Sig

Introducing Sig by Syndica, an RPS-focused Solana validator client written in Zig

What is Sig?

Sig is an intelligently optimized Solana validator implementation written in Zig, a cutting-edge low-level programming language.

Sig is a step function improvement in RPS

For every ‘write’ sendTransaction RPC call triggered on a node, 25 'read' calls are triggered. According to data covering a 2+ year period across a large variety of DApps that use Syndica, 96.1% of all calls made to a node are reads. Nevertheless, when discussing throughput, most attention is paid to the transactions-per-second (TPS) metric. Sig is built with a different paradigm in mind: optimizing reads-per-second (RPS).

A validator client built with the end-user in mind must prioritize a smooth user experience not only when they click the ‘Submit Transaction’ button, but also from the moment they load the page, to when they make their decision to submit their transaction, through when they review the updated wallet balances following the transaction.
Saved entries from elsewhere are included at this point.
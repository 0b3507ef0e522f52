use std::collections::HashMap;

use crate::grammar::{Alternative, Rewrite, Symbol};

use super::{RuleError, RuleErrorKind};

// Rewrites keyed by nonterminal, still carrying the line they came from
pub type IntermediateRuleset = HashMap<String, (Rewrite, usize)>;

fn alternative_undefined_symbols(
    alternative: &Alternative,
    line: usize,
    rules: &IntermediateRuleset,
) -> Vec<RuleError> {
    // Keep the nonterminals, then keep the ones without a definition
    alternative
        .iter()
        .filter_map(|symbol| match symbol {
            Symbol::Nonterminal(name) => Some(name),
            _ => None,
        })
        .filter(|name| !rules.contains_key(*name))
        .map(|name| RuleError {
            line,
            kind: RuleErrorKind::UndefinedNonterminal(name.to_owned()),
        })
        .collect()
}

fn rewrite_undefined_symbols(
    rewrite: &Rewrite,
    line: usize,
    rules: &IntermediateRuleset,
) -> Vec<RuleError> {
    rewrite
        .iter()
        .flat_map(|alternative| alternative_undefined_symbols(alternative, line, rules))
        .collect()
}

pub fn verify_rules(rules: &IntermediateRuleset) -> Vec<RuleError> {
    rules
        .iter()
        .flat_map(|(_, (rewrite, line))| rewrite_undefined_symbols(rewrite, *line, rules))
        .collect()
}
Blockchain user experience must be robust and ‘snappy’ end-to-end.

The importance of fast, reliable reads will only increase - as blockchains scale and more and more of the digital world is stored on-chain, reads will place disproportionately larger demands on L1s. How does Solana perform on this dimension today? Unfortunately, not as well as the leading alternative chain - Ethereum.

Solana nodes fall behind frequently compared to Ethereum nodes. Below is a study comparing slot lag across both public and private RPC providers over the last 90 days, in each of the Solana and Ethereum ecosystems.

The darker dashed lines represent severe slot lag, peaking at 50 slots or more; Solana’s chart is filled with them whereas Ethereum’s is relatively clear.

User experience on a DApp depends on how well an L1 delivers on expectations. While Ethereum is slower by design compared to Solana (12 second vs. 400 millisecond slot times, respectively), Solana’s speed is stifled by an ecosystem-wide finicky RPC experience.

Solana slot lag is often the result of heavy read calls.

Based on data from a cross-sectional sampling of on-chain programs, Solana nodes are capable of handling just ~60 getProgramAccounts calls per second before degrading in performance (latency spiking, often resulting in slot lag). The thresholds for other ‘heavy’ methods are similar: just 107 getSignaturesforAddress calls, 269 getTransaction calls, and 301 getBlocks calls per second would each degrade a node’s performance. (This makes sense, since these three methods all rely on Google Bigtable, which we’ve observed significantly decreases Max RPS in the case of calls for historical data.)

The ‘heavy’ calls tend to be very heavy; for example, a node can handle 250x more getHealth calls per second than getProgramAccounts calls, which makes sense since getProgramAccounts calls are well-known to be extremely taxing calls. Sorting the calls from lightest to heaviest, there is an exponential increase in Load Factor, which is simply a derivative of the RPS metric:

Method Load Factor approximates how heavy a single call of that method is on a Solana node relative to other methods. It is calculated simply using a standardized inverse Max RPS (1/Max RPS * 10,000).

Of course, Solana nodes are stressed by particular method types depending not only on the theoretical weight of the calls, but also on the frequency of their usage:

Percentages reflect an internal study across all Syndica RPC usage during 2023. ‌ ‌Labels omitted for methods representing <1.5% of overall call volume. Infrequently used methods (<0.01% of all calls) were excluded from this analysis. Figures are an approximation of overall Solana RPC call breakdown.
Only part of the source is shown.